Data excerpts
********
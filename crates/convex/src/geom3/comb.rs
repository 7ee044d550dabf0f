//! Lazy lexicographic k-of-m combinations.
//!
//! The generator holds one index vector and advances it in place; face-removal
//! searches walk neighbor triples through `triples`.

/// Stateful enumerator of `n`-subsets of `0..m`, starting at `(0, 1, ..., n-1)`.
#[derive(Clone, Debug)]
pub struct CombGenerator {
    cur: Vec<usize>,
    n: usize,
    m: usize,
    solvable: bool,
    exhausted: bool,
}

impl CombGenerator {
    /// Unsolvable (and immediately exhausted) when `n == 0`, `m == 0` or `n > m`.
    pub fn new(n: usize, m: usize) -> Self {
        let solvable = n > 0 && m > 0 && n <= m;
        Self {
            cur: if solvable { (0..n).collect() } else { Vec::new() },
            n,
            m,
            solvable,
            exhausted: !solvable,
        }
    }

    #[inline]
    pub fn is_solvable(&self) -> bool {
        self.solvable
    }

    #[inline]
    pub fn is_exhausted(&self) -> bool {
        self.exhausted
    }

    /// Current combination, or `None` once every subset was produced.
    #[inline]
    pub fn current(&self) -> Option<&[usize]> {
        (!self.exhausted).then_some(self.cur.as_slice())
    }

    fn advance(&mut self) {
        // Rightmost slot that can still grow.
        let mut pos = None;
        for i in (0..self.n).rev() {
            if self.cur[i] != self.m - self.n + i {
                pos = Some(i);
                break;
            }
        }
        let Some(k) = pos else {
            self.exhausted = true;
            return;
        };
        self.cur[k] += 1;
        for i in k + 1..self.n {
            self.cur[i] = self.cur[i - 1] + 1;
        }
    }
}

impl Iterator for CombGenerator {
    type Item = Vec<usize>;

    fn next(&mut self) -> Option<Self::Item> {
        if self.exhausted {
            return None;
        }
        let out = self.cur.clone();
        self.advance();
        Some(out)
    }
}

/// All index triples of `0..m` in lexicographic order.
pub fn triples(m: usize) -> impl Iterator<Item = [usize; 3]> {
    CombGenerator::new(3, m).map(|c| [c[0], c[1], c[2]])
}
********
A complete, exact repeat of the records is the required answer.

filename crates/convex/src/geom3/comb.rs
repository 7ee044d550dabf0f
//! Lazy lexicographic k-of-m combinations.
//!
//! The generator holds one index vector and advances it in place; face-removal
//! searches walk neighbor triples through `triples`.

/// Stateful enumerator of `n`-subsets of `0..m`, starting at `(0, 1, ..., n-1)`.
#[derive(Clone, Debug)]
pub struct CombGenerator {
    cur: Vec<usize>,
    n: usize,
    m: usize,
    solvable: bool,
    exhausted: bool,
}

impl CombGenerator {
    /// Unsolvable (and immediately exhausted) when `n == 0`, `m == 0` or `n > m`.
    pub fn new(n: usize, m: usize) -> Self {
        let solvable = n > 0 && m > 0 && n <= m;
        Self {
            cur: if solvable { (0..n).collect() } else { Vec::new() },
            n,
            m,
            solvable,
            exhausted: !solvable,
        }
    }

    #[inline]
    pub fn is_solvable(&self) -> bool {
        self.solvable
    }

    #[inline]
    pub fn is_exhausted(&self) -> bool {
        self.exhausted
    }

    /// Current combination, or `None` once every subset was produced.
    #[inline]
    pub fn current(&self) -> Option<&[usize]> {
        (!self.exhausted).then_some(self.cur.as_slice())
    }

    fn advance(&mut self) {
        // Rightmost slot that can still grow.
        let mut pos = None;
        for i in (0..self.n).rev() {
            if self.cur[i] != self.m - self.n + i {
                pos = Some(i);
                break;
            }
        }
        let Some(k) = pos else {
            self.exhausted = true;
            return;
        };
        self.cur[k] += 1;
        for i in k + 1..self.n {
            self.cur[i] = self.cur[i - 1] + 1;
        }
    }
}

impl Iterator for CombGenerator {
    type Item = Vec<usize>;

    fn next(&mut self) -> Option<Self::Item> {
        if self.exhausted {
            return None;
        }
        let out = self.cur.clone();
        self.advance();
        Some(out)
    }
}

/// All index triples of `0..m` in lexicographic order.
pub fn triples(m: usize) -> impl Iterator<Item = [usize; 3]> {
    CombGenerator::new(3, m).map(|c| [c[0], c[1], c[2]])
}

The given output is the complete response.